No właśnie, rok 2011, trochę wody już w rzekach upłynęło, trochę człowiek się zestarzał i zaczął inaczej patrzeć na gry, bardziej na zasadzie „for fun” lub jak kto woli „plug and play”, bez zbędnego zagłębiania się w szczegóły. Starzy wyjadacze mogą w tej chwili kręcić z niezadowolenia nosem, ale jednak takie czasy nastały. Spoglądając kilkanaście lat wstecz, na rok 1995, kiedy to ukazał się pierwszy Need For Speed, widzę mocne powiązania między tamtymi czasami a teraźniejszością, tak jakby historia zatoczyła koło. Nie w stosunku 1:1, ale jednak w moim skromnym odczuciu widać w The Run inspirację tą klasyczną odsłoną serii. Jest zabawa, są piękne trasy, jest przywiązanie gracza do samochodu, którym steruje. Czuć ogromną potrzebę prędkości. Czy zatem gra potrafi przyciągnąć na długie godziny przed ekran monitora, bądź telewizora? Czy znajdą tu coś dla siebie fani pierwszych NFS, jak również zwolennicy podziemnej ery, która nastała w roku 2003? Odpowiedź w obu przypadkach brzmi: jak najbardziej tak.
Spoglądając na grę ze strony fana pierwszych odsłon serii, uważam The Run za godnego reprezentanta marki Need For Speed, świetnego kontynuatora myśli zeszłorocznego Hot Pursuit. Ale po kolei. Czas krótkiej refleksji minął, przycisk start naciśnięty, pora oddać się rozgrywce… Chociaż jeszcze nie, bo przecież jesteśmy właśnie w menu głównym, bardzo istotnym elemencie każdej gry.

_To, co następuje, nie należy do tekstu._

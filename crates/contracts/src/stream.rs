//! Ordered stream contracts
//!
//! The stream itself (partitioning, offset storage, replication) lives outside
//! the pipeline. These traits are the only surface the pipeline sees.

use bytes::Bytes;
use serde::{Deserialize, Serialize};

use crate::ContractError;

/// Position of a message inside the partitioned log.
#[derive(Debug, Clone, Copy, PartialEq, Eq, Hash, Serialize, Deserialize)]
pub struct StreamPosition {
    /// Partition index
    pub partition: u32,
    /// Offset within the partition
    pub offset: u64,
}

/// Raw message fetched from the stream.
#[derive(Debug, Clone)]
pub struct StreamMessage {
    /// Where the message sits in the log
    pub position: StreamPosition,
    /// Message key (the vehicle_id bytes)
    pub key: Bytes,
    /// Encoded record
    pub value: Bytes,
}

/// Consumer side of the ordered stream.
///
/// Committing a message makes every earlier message of the same partition
/// committed as well; a new consumer in the same group resumes after the last
/// committed position.
#[trait_variant::make(RecordStream: Send)]
pub trait LocalRecordStream {
    /// Fetch the next message, waiting until one is available.
    ///
    /// Returns `Ok(None)` once the stream is closed for good.
    ///
    /// # Errors
    /// `ContractError::StreamFetch` for transient failures; callers retry.
    async fn fetch(&mut self) -> Result<Option<StreamMessage>, ContractError>;

    /// Commit the position of `message`.
    async fn commit(&mut self, message: &StreamMessage) -> Result<(), ContractError>;
}

/// Producer side of the ordered stream.
#[trait_variant::make(StreamPublisher: Send)]
pub trait LocalStreamPublisher {
    /// Append a keyed message. Messages sharing a key keep their relative order.
    async fn publish(&self, key: Bytes, value: Bytes) -> Result<StreamPosition, ContractError>;
}

/// Response of the ingestion endpoint.
#[derive(Debug, Clone, PartialEq, Eq, Serialize, Deserialize)]
pub struct IngestResponse {
    pub success: bool,
    pub message: String,
}

impl IngestResponse {
    pub fn accepted(message: impl Into<String>) -> Self {
        Self {
            success: true,
            message: message.into(),
        }
    }

    pub fn rejected(message: impl Into<String>) -> Self {
        Self {
            success: false,
            message: message.into(),
        }
    }
}
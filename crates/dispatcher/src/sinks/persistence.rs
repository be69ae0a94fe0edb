//! PersistenceSink - writes each record to the durable store
//!
//! Every store call is bounded by `call_timeout`. A failed record is retried
//! `max_attempts` times in total with backoff, then handed to the dead letter
//! (when one is configured) and the sink moves on.

use std::sync::Arc;
use std::time::Duration;

use contracts::{
    BackoffConfig, ContractError, DataSink, DeadLetter, PersistenceConfig, Record, RecordStore,
};
use tracing::{debug, error, instrument, warn};

use crate::metrics::SinkMetrics;

pub struct PersistenceSink<S, D> {
    name: String,
    store: Arc<S>,
    dead_letter: Option<Arc<D>>,
    max_attempts: u32,
    retry_backoff: BackoffConfig,
    call_timeout: Duration,
    metrics: Arc<SinkMetrics>,
}

impl<S, D> PersistenceSink<S, D>
where
    S: RecordStore + Send + Sync + 'static,
    D: DeadLetter + Send + Sync + 'static,
{
    pub fn new(store: Arc<S>, dead_letter: Option<Arc<D>>, config: &PersistenceConfig) -> Self {
        Self {
            name: "persistence".to_string(),
            store,
            dead_letter,
            max_attempts: config.max_attempts.max(1),
            retry_backoff: config.retry_backoff,
            call_timeout: config.call_timeout(),
            metrics: Arc::new(SinkMetrics::new()),
        }
    }

    /// Metrics shared with the worker's `SinkHandle`
    pub fn metrics(&self) -> Arc<SinkMetrics> {
        Arc::clone(&self.metrics)
    }

    async fn insert_once(&self, record: &Record) -> Result<(), String> {
        match tokio::time::timeout(self.call_timeout, self.store.insert(record)).await {
            Ok(Ok(())) => Ok(()),
            Ok(Err(e)) => Err(e.to_string()),
            Err(_) => Err(format!(
                "{} store call timed out after {}ms",
                self.store.kind(),
                self.call_timeout.as_millis()
            )),
        }
    }

    async fn give_up(&self, record: &Record, reason: String) -> ContractError {
        match &self.dead_letter {
            Some(dead_letter) => match dead_letter.record(record, &reason).await {
                Ok(()) => {
                    self.metrics.inc_dead_letter_count();
                    warn!(
                        sink = %self.name,
                        vehicle_id = %record.vehicle_id,
                        reason = %reason,
                        "Record routed to dead letter"
                    );
                }
                Err(e) => {
                    error!(
                        sink = %self.name,
                        vehicle_id = %record.vehicle_id,
                        error = %e,
                        "Dead letter write failed, record lost"
                    );
                }
            },
            None => {
                error!(
                    sink = %self.name,
                    vehicle_id = %record.vehicle_id,
                    reason = %reason,
                    "No dead letter configured, record skipped"
                );
            }
        }
        ContractError::sink_write(
            &self.name,
            format!("gave up after {} attempts: {reason}", self.max_attempts),
        )
    }
}

impl<S, D> DataSink for PersistenceSink<S, D>
where
    S: RecordStore + Send + Sync + 'static,
    D: DeadLetter + Send + Sync + 'static,
{
    fn name(&self) -> &str {
        &self.name
    }

    #[instrument(
        name = "persistence_sink_write",
        skip(self, record),
        fields(sink = %self.name, vehicle_id = %record.vehicle_id)
    )]
    async fn write(&mut self, record: &Record) -> Result<(), ContractError> {
        let mut last_error = String::new();

        for attempt in 0..self.max_attempts {
            match self.insert_once(record).await {
                Ok(()) => {
                    if attempt > 0 {
                        debug!(attempt, "Store write succeeded after retry");
                    }
                    return Ok(());
                }
                Err(e) => last_error = e,
            }

            if attempt + 1 < self.max_attempts {
                self.metrics.inc_retry_count();
                let delay = self.retry_backoff.delay(attempt);
                warn!(
                    attempt = attempt + 1,
                    max_attempts = self.max_attempts,
                    delay_ms = delay.as_millis() as u64,
                    error = %last_error,
                    "Store write failed, retrying"
                );
                tokio::time::sleep(delay).await;
            }
        }

        Err(self.give_up(record, last_error).await)
    }

    async fn flush(&mut self) -> Result<(), ContractError> {
        Ok(())
    }

    async fn close(&mut self) -> Result<(), ContractError> {
        debug!(sink = %self.name, store = self.store.kind(), "PersistenceSink closed");
        Ok(())
    }
}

Co zatem widzimy? THE RUN – opcja pierwsza. Kryje się pod tym nic innego jak tryb fabularny. Tutaj rozgrywa się nasza wielka przygoda, szaleńczy przejazd przez kolejne stany USA, okraszony ciekawymi przygodami głównego bohatera, Jacka.

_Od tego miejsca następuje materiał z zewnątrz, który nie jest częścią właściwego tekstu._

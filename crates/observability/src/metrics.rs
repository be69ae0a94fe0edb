//! 管道指标收集模块
//!
//! 所有指标以 `telemetry_fanout_` 为前缀。计数类指标由进程内原子计数器周期性
//! 同步（`absolute`），采样类指标在内存中聚合，便于退出时输出摘要。

use metrics::{counter, gauge, histogram};

/// 记录一次摄入请求
pub fn record_ingest(success: bool) {
    let status = if success { "success" } else { "failure" };
    counter!("telemetry_fanout_ingest_total", "status" => status).increment(1);
}

/// 记录一次最新位置查询
pub fn record_query(found: bool) {
    let result = if found { "found" } else { "not_found" };
    counter!("telemetry_fanout_queries_total", "result" => result).increment(1);
}

/// Reader 累计计数
#[derive(Debug, Clone, Copy, Default, PartialEq, Eq)]
pub struct ReaderTotals {
    pub fetched: u64,
    pub handed_off: u64,
    pub decode_errors: u64,
    pub fetch_errors: u64,
    pub committed: u64,
}

/// 同步 Reader 计数
pub fn record_reader_totals(totals: &ReaderTotals) {
    counter!("telemetry_fanout_records_fetched_total").absolute(totals.fetched);
    counter!("telemetry_fanout_records_handed_off_total").absolute(totals.handed_off);
    counter!("telemetry_fanout_decode_errors_total").absolute(totals.decode_errors);
    counter!("telemetry_fanout_fetch_errors_total").absolute(totals.fetch_errors);
    counter!("telemetry_fanout_commits_total").absolute(totals.committed);
}

/// 单个 sink 的累计计数
#[derive(Debug, Clone, Copy, Default, PartialEq, Eq)]
pub struct SinkTotals {
    pub queue_len: usize,
    pub written: u64,
    pub failed: u64,
    pub dropped: u64,
    pub retried: u64,
    pub dead_lettered: u64,
}

/// 同步 sink 计数与队列深度
pub fn record_sink_totals(sink: &str, totals: &SinkTotals) {
    let sink = sink.to_string();
    gauge!("telemetry_fanout_queue_depth", "sink" => sink.clone()).set(totals.queue_len as f64);
    histogram!("telemetry_fanout_queue_depth_hist", "sink" => sink.clone())
        .record(totals.queue_len as f64);
    counter!("telemetry_fanout_sink_writes_total", "sink" => sink.clone(), "status" => "success")
        .absolute(totals.written);
    counter!("telemetry_fanout_sink_writes_total", "sink" => sink.clone(), "status" => "failure")
        .absolute(totals.failed);
    counter!("telemetry_fanout_records_dropped_total", "sink" => sink.clone())
        .absolute(totals.dropped);
    counter!("telemetry_fanout_store_retries_total", "sink" => sink.clone())
        .absolute(totals.retried);
    counter!("telemetry_fanout_dead_letters_total", "sink" => sink).absolute(totals.dead_lettered);
}

/// 当前在线订阅者数
pub fn record_subscribers(active: usize) {
    gauge!("telemetry_fanout_subscribers").set(active as f64);
}

/// 一次周期采样
#[derive(Debug, Clone, Copy, Default)]
pub struct PipelineSample {
    pub persistence_queue: usize,
    pub broadcast_queue: usize,
    pub subscribers: usize,
}

/// 采样聚合器
///
/// 在内存中聚合队列深度与订阅者数，便于统计和输出摘要。
#[derive(Debug, Clone, Default)]
pub struct PipelineSampleAggregator {
    /// 采样次数
    pub samples: u64,

    /// 持久化队列深度
    pub persistence_depth: RunningStats,

    /// 广播队列深度
    pub broadcast_depth: RunningStats,

    /// 订阅者数
    pub subscribers: RunningStats,
}

impl PipelineSampleAggregator {
    /// 创建新的聚合器
    pub fn new() -> Self {
        Self::default()
    }

    /// 更新聚合统计
    pub fn update(&mut self, sample: &PipelineSample) {
        self.samples += 1;
        self.persistence_depth.push(sample.persistence_queue as f64);
        self.broadcast_depth.push(sample.broadcast_queue as f64);
        self.subscribers.push(sample.subscribers as f64);
    }

    /// 生成摘要报告
    pub fn summary(&self) -> MetricsSummary {
        MetricsSummary {
            samples: self.samples,
            persistence_depth: StatsSummary::from(&self.persistence_depth),
            broadcast_depth: StatsSummary::from(&self.broadcast_depth),
            subscribers: StatsSummary::from(&self.subscribers),
        }
    }
}

/// 指标摘要
#[derive(Debug, Clone, Default)]
pub struct MetricsSummary {
    pub samples: u64,
    pub persistence_depth: StatsSummary,
    pub broadcast_depth: StatsSummary,
    pub subscribers: StatsSummary,
}

impl std::fmt::Display for MetricsSummary {
    fn fmt(&self, f: &mut std::fmt::Formatter<'_>) -> std::fmt::Result {
        writeln!(f, "=== Pipeline Samples ===")?;
        writeln!(f, "Samples: {}", self.samples)?;
        writeln!(f, "Persistence queue depth: {}", self.persistence_depth)?;
        writeln!(f, "Broadcast queue depth: {}", self.broadcast_depth)?;
        writeln!(f, "Subscribers: {}", self.subscribers)?;
        Ok(())
    }
}

/// 统计摘要
#[derive(Debug, Clone, Default)]
pub struct StatsSummary {
    pub count: u64,
    pub min: f64,
    pub max: f64,
    pub mean: f64,
    pub std_dev: f64,
}

impl From<&RunningStats> for StatsSummary {
    fn from(stats: &RunningStats) -> Self {
        Self {
            count: stats.count,
            min: stats.min,
            max: stats.max,
            mean: stats.mean(),
            std_dev: stats.std_dev(),
        }
    }
}

impl std::fmt::Display for StatsSummary {
    fn fmt(&self, f: &mut std::fmt::Formatter<'_>) -> std::fmt::Result {
        if self.count == 0 {
            write!(f, "N/A")
        } else {
            write!(
                f,
                "min={:.1}, max={:.1}, mean={:.2}, std={:.2} (n={})",
                self.min, self.max, self.mean, self.std_dev, self.count
            )
        }
    }
}

/// 在线统计计算器 (Welford's algorithm)
#[derive(Debug, Clone, Default)]
pub struct RunningStats {
    count: u64,
    mean: f64,
    m2: f64,
    min: f64,
    max: f64,
}

impl RunningStats {
    /// 添加新值
    pub fn push(&mut self, value: f64) {
        self.count += 1;

        if self.count == 1 {
            self.min = value;
            self.max = value;
            self.mean = value;
            self.m2 = 0.0;
        } else {
            self.min = self.min.min(value);
            self.max = self.max.max(value);

            let delta = value - self.mean;
            self.mean += delta / self.count as f64;
            let delta2 = value - self.mean;
            self.m2 += delta * delta2;
        }
    }

    /// 样本数量
    pub fn count(&self) -> u64 {
        self.count
    }

    /// 均值
    pub fn mean(&self) -> f64 {
        if self.count == 0 {
            0.0
        } else {
            self.mean
        }
    }

    /// 方差
    pub fn variance(&self) -> f64 {
        if self.count < 2 {
            0.0
        } else {
            self.m2 / (self.count - 1) as f64
        }
    }

    /// 标准差
    pub fn std_dev(&self) -> f64 {
        self.variance().sqrt()
    }

    /// 最大值
    pub fn max(&self) -> f64 {
        self.max
    }
}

SERIE WYZWAŃ, będące kolejną opcją w menu, to coś na wzór szybkiego wyścigu. 11 kategorii, obszarów, które odkrywają się przed nami wraz z postępami w trybie fabularnym. W zasadzie jest ich dziesięć, ponieważ jedenastym jest bonusowe Wyzwanie K&N. I tak zaczynamy w obszarze „Szczyt na wybrzeżu”, by zakończyć całą zabawę „Ekspresem na wybrzeże”. Zdobywamy medale (jest też specjalny medal platynowy, za wykręcenie naprawdę mocnego czasu), staramy się poprawiać wyniki na Ścianach Szybkości, a za to wszystko czekają na nas nowe samochody w garażu oraz satysfakcja, że jesteśmy szybsi niż znajomy. W każdym obszarze czeka na nas pięć wyścigów, z których każdy kolejny jest odczuwalnie trudniejszy od poprzedniego i nie rzadko trzeba się sporo napocić, by wykręcić sensowny czas, nie mówiąc o medalu platynowym… Autolog, obecny rzecz jasna również w tej części NFS, wskazuje nam cały czas określone rekomendacje, za których pokonanie dostaniemy nagrodę, czyli nowe auto.

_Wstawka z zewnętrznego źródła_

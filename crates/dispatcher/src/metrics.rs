//! Sink and distributor metrics for observability

use std::sync::atomic::{AtomicU64, AtomicUsize, Ordering};

/// Metrics for a single sink
#[derive(Debug, Default)]
pub struct SinkMetrics {
    /// Current queue length
    queue_len: AtomicUsize,
    /// Total successful writes
    write_count: AtomicU64,
    /// Total write failures
    failure_count: AtomicU64,
    /// Total records dropped due to full queue
    dropped_count: AtomicU64,
    /// Total store retries
    retry_count: AtomicU64,
    /// Total records routed to the dead letter
    dead_letter_count: AtomicU64,
}

impl SinkMetrics {
    /// Create new metrics instance
    pub fn new() -> Self {
        Self::default()
    }

    /// Get current queue length
    pub fn queue_len(&self) -> usize {
        self.queue_len.load(Ordering::Relaxed)
    }

    /// Set current queue length
    pub fn set_queue_len(&self, len: usize) {
        self.queue_len.store(len, Ordering::Relaxed);
    }

    /// Get total write count
    pub fn write_count(&self) -> u64 {
        self.write_count.load(Ordering::Relaxed)
    }

    /// Increment write count
    pub fn inc_write_count(&self) {
        self.write_count.fetch_add(1, Ordering::Relaxed);
    }

    /// Get failure count
    pub fn failure_count(&self) -> u64 {
        self.failure_count.load(Ordering::Relaxed)
    }

    /// Increment failure count
    pub fn inc_failure_count(&self) {
        self.failure_count.fetch_add(1, Ordering::Relaxed);
    }

    /// Get dropped count
    pub fn dropped_count(&self) -> u64 {
        self.dropped_count.load(Ordering::Relaxed)
    }

    /// Increment dropped count
    pub fn inc_dropped_count(&self) {
        self.dropped_count.fetch_add(1, Ordering::Relaxed);
    }

    pub fn retry_count(&self) -> u64 {
        self.retry_count.load(Ordering::Relaxed)
    }

    pub fn inc_retry_count(&self) {
        self.retry_count.fetch_add(1, Ordering::Relaxed);
    }

    pub fn dead_letter_count(&self) -> u64 {
        self.dead_letter_count.load(Ordering::Relaxed)
    }

    pub fn inc_dead_letter_count(&self) {
        self.dead_letter_count.fetch_add(1, Ordering::Relaxed);
    }

    /// Get snapshot of all metrics
    pub fn snapshot(&self) -> MetricsSnapshot {
        MetricsSnapshot {
            queue_len: self.queue_len(),
            write_count: self.write_count(),
            failure_count: self.failure_count(),
            dropped_count: self.dropped_count(),
            retry_count: self.retry_count(),
            dead_letter_count: self.dead_letter_count(),
        }
    }
}

/// Snapshot of sink metrics (for reporting)
#[derive(Debug, Clone, Copy, Default, PartialEq, Eq)]
pub struct MetricsSnapshot {
    pub queue_len: usize,
    pub write_count: u64,
    pub failure_count: u64,
    pub dropped_count: u64,
    pub retry_count: u64,
    pub dead_letter_count: u64,
}

/// Counters of the distributor loop
#[derive(Debug, Default)]
pub struct DistributorMetrics {
    received: AtomicU64,
    delivered: AtomicU64,
    broadcast_dropped: AtomicU64,
    backpressure_retries: AtomicU64,
}

impl DistributorMetrics {
    pub fn new() -> Self {
        Self::default()
    }

    pub fn inc_received(&self) {
        self.received.fetch_add(1, Ordering::Relaxed);
    }

    pub fn inc_delivered(&self) {
        self.delivered.fetch_add(1, Ordering::Relaxed);
    }

    pub fn inc_broadcast_dropped(&self) {
        self.broadcast_dropped.fetch_add(1, Ordering::Relaxed);
    }

    pub fn inc_backpressure_retries(&self) {
        self.backpressure_retries.fetch_add(1, Ordering::Relaxed);
    }

    pub fn snapshot(&self) -> DistributorSnapshot {
        DistributorSnapshot {
            received: self.received.load(Ordering::Relaxed),
            delivered: self.delivered.load(Ordering::Relaxed),
            broadcast_dropped: self.broadcast_dropped.load(Ordering::Relaxed),
            backpressure_retries: self.backpressure_retries.load(Ordering::Relaxed),
        }
    }
}

/// Snapshot of distributor counters
#[derive(Debug, Clone, Copy, Default, PartialEq, Eq)]
pub struct DistributorSnapshot {
    /// Records taken from the input
    pub received: u64,
    /// Records accepted by the persistence queue
    pub delivered: u64,
    /// Records that did not fit the broadcast queue
    pub broadcast_dropped: u64,
    /// Submissions repeated after the persistence wait elapsed
    pub backpressure_retries: u64,
}
//! HTTP surface: ingestion, latest-position query and live subscriptions.
//!
//! | Route               | Purpose                                   |
//! |---------------------|-------------------------------------------|
//! | `POST /telemetry`   | publish one record onto the stream        |
//! | `GET /vehicles/{id}`| latest stored record of a vehicle         |
//! | `GET /ws`           | WebSocket feed of every distributed record|

mod ws;

use std::net::SocketAddr;
use std::sync::atomic::{AtomicU64, Ordering};
use std::sync::Arc;

use axum::body::Bytes;
use axum::extract::{ConnectInfo, Path, Request, State, WebSocketUpgrade};
use axum::http::{header, HeaderValue, Method, StatusCode};
use axum::middleware::{self, Next};
use axum::response::{IntoResponse, Response};
use axum::routing::{get, post};
use axum::{Json, Router};
use chrono::{DateTime, Utc};
use contracts::{IngestResponse, Record, RecordStore};
use dispatcher::SubscriberRegistry;
use ingestion::{Ingestor, MemoryBroker};
use serde::Deserialize;
use store::AnyStore;
use tokio::net::TcpListener;
use tokio_util::sync::CancellationToken;
use tracing::{debug, error, info, warn};

/// Shared state of every handler
#[derive(Clone)]
pub struct AppState {
    pub ingestor: Arc<Ingestor<MemoryBroker>>,
    pub store: Arc<AnyStore>,
    pub registry: Arc<SubscriberRegistry>,
    /// Fires when the server stops; ends every subscriber read loop
    pub shutdown: CancellationToken,
    pub ingested: Arc<AtomicU64>,
}

impl AppState {
    pub fn new(
        ingestor: Arc<Ingestor<MemoryBroker>>,
        store: Arc<AnyStore>,
        registry: Arc<SubscriberRegistry>,
        shutdown: CancellationToken,
    ) -> Self {
        Self {
            ingestor,
            store,
            registry,
            shutdown,
            ingested: Arc::new(AtomicU64::new(0)),
        }
    }

    /// Records accepted by the ingestion endpoint so far
    pub fn ingested(&self) -> u64 {
        self.ingested.load(Ordering::Relaxed)
    }
}

/// Body of `POST /telemetry`; `observed_at` defaults to the receive time.
#[derive(Debug, Deserialize)]
struct TelemetryRequest {
    vehicle_id: String,
    latitude: f64,
    longitude: f64,
    speed: f64,
    engine_temp: f64,
    #[serde(default)]
    observed_at: Option<DateTime<Utc>>,
}

impl From<TelemetryRequest> for Record {
    fn from(req: TelemetryRequest) -> Self {
        Record {
            vehicle_id: req.vehicle_id,
            latitude: req.latitude,
            longitude: req.longitude,
            speed: req.speed,
            engine_temp: req.engine_temp,
            observed_at: req.observed_at.unwrap_or_else(Utc::now),
        }
    }
}

pub fn router(state: AppState) -> Router {
    Router::new()
        .route("/telemetry", post(ingest))
        .route("/vehicles/{id}", get(latest_position))
        .route("/ws", get(subscribe))
        .layer(middleware::from_fn(cors))
        .with_state(state)
}

/// Serve until `shutdown` fires, then wait for open connections to finish.
pub async fn serve(
    listener: TcpListener,
    state: AppState,
    shutdown: CancellationToken,
) -> std::io::Result<()> {
    if let Ok(addr) = listener.local_addr() {
        info!(addr = %addr, "HTTP server listening");
    }
    axum::serve(
        listener,
        router(state).into_make_service_with_connect_info::<SocketAddr>(),
    )
    .with_graceful_shutdown(async move { shutdown.cancelled().await })
    .await
}

async fn ingest(State(state): State<AppState>, body: Bytes) -> Response {
    let request: TelemetryRequest = match serde_json::from_slice(&body) {
        Ok(request) => request,
        Err(e) => {
            debug!(error = %e, "Malformed telemetry body");
            observability::record_ingest(false);
            return (
                StatusCode::BAD_REQUEST,
                Json(IngestResponse::rejected(format!("invalid body: {e}"))),
            )
                .into_response();
        }
    };

    let record = Record::from(request);
    if let Err(e) = record.validate() {
        observability::record_ingest(false);
        return (
            StatusCode::BAD_REQUEST,
            Json(IngestResponse::rejected(e.to_string())),
        )
            .into_response();
    }

    let response = state.ingestor.ingest(record).await;
    observability::record_ingest(response.success);
    if response.success {
        state.ingested.fetch_add(1, Ordering::Relaxed);
        (StatusCode::OK, Json(response)).into_response()
    } else {
        (StatusCode::SERVICE_UNAVAILABLE, Json(response)).into_response()
    }
}

async fn latest_position(
    State(state): State<AppState>,
    Path(vehicle_id): Path<String>,
) -> Response {
    match state.store.latest(&vehicle_id).await {
        Ok(Some(stored)) => {
            observability::record_query(true);
            (StatusCode::OK, Json(stored)).into_response()
        }
        Ok(None) => {
            observability::record_query(false);
            (
                StatusCode::NOT_FOUND,
                Json(serde_json::json!({ "error": "Vehicle Not Found" })),
            )
                .into_response()
        }
        Err(e) => {
            error!(vehicle_id = %vehicle_id, error = %e, "Latest position query failed");
            (
                StatusCode::INTERNAL_SERVER_ERROR,
                Json(serde_json::json!({ "error": e.to_string() })),
            )
                .into_response()
        }
    }
}

async fn subscribe(
    ws: WebSocketUpgrade,
    ConnectInfo(peer): ConnectInfo<SocketAddr>,
    State(state): State<AppState>,
) -> Response {
    if state.shutdown.is_cancelled() {
        warn!(peer = %peer, "Subscription refused during shutdown");
        return StatusCode::SERVICE_UNAVAILABLE.into_response();
    }
    ws.on_upgrade(move |socket| ws::serve_subscriber(socket, peer, state.registry, state.shutdown))
}

/// Any-origin CORS for browser dashboards.
async fn cors(request: Request, next: Next) -> Response {
    let mut response = if request.method() == Method::OPTIONS {
        StatusCode::OK.into_response()
    } else {
        next.run(request).await
    };

    let headers = response.headers_mut();
    headers.insert(
        header::ACCESS_CONTROL_ALLOW_ORIGIN,
        HeaderValue::from_static("*"),
    );
    headers.insert(
        header::ACCESS_CONTROL_ALLOW_METHODS,
        HeaderValue::from_static("GET, POST, OPTIONS"),
    );
    headers.insert(
        header::ACCESS_CONTROL_ALLOW_HEADERS,
        HeaderValue::from_static("Content-Type"),
    );
    response
}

TRYB WIELOOSOBOWY. Wiele mówiący tytuł. Cóż tu dodać? Może tylko, a może aż, że jest to bardzo wciągający element gry. Zabawa z graczami z całego świata jest wyborna i daje dużo frajdy. Ciekawą sprawą jest podział (podobnie jak w przypadku Serii Wyzwań) na obszary. Tym razem jest ich sześć. Swoje wyścigi posiadają wozy klasy egzotycznej, muscle, tuner, superauta i samochody specjalnych edycji NFS. Istnieją też zawody mieszane, w których na start można wystawić auto z dowolnej klasy. Wchodząc w dowolny obszar naszym oczom ukazuje się ekran z celami solowymi, czyli osiągnięciami, które możemy zdobyć uczestnicząc w wyścigach Online, za co dostajemy określoną liczbę punktów doświadczenia, które to z kolei punkty przekładają się na zdobywanie kolejnych poziomów gracza i odkrywanie nagród. Zapraszając znajomych możemy tworzyć zespół i rywalizować o nowe cele, tym razem cele zespołowe. By zdobyć konkretną nagrodę musimy więc wykazać się dobrą współpracą.
Co my tu jeszcze mamy. Zobaczmy opcję PODGLĄD SAMOCHODÓW. Możemy w tym miejscu spokojnie obejrzeć każde dostępne w grze auto, dowiedzieć się kilku podstawowych informacji o osiągach, roku produkcji, trudności prowadzenia, a także dostosować je do własnych potrzeb i zrobić pamiątkowe zdjęcie, które zostanie zapamiętane w albumie systemu Autolog. W tym miejscu należy przybliżyć sprawę modyfikacji samochodów. Różnica w stosunku do zeszłorocznego Hot Pursuit, który ograniczał się zaledwie do możliwości zmiany lakieru, jest spora. Tym razem prawie każdy pojazd posiada kilka gotowych body kitów, wzorem, np. Need For Speed Most Wanted. W dodatku są one bardzo przemyślane i wyglądają na idealnie dopasowane do charakterystyki danego pojazdu. Po wybraniu interesującego nas pakietu możemy przejść do zmiany lakieru i tu czeka nas niespodzianka, ponieważ przeważnie połowa z dostępnym lakierów posiada bonusy w postaci vinyli, bądź karbonowych elementów. Ciekawa sprawa, jednak w opcji Podglądu Samochodów nie możemy zachować efektu swoich prac, a jedynie uwiecznić w Trybie Zdjęć.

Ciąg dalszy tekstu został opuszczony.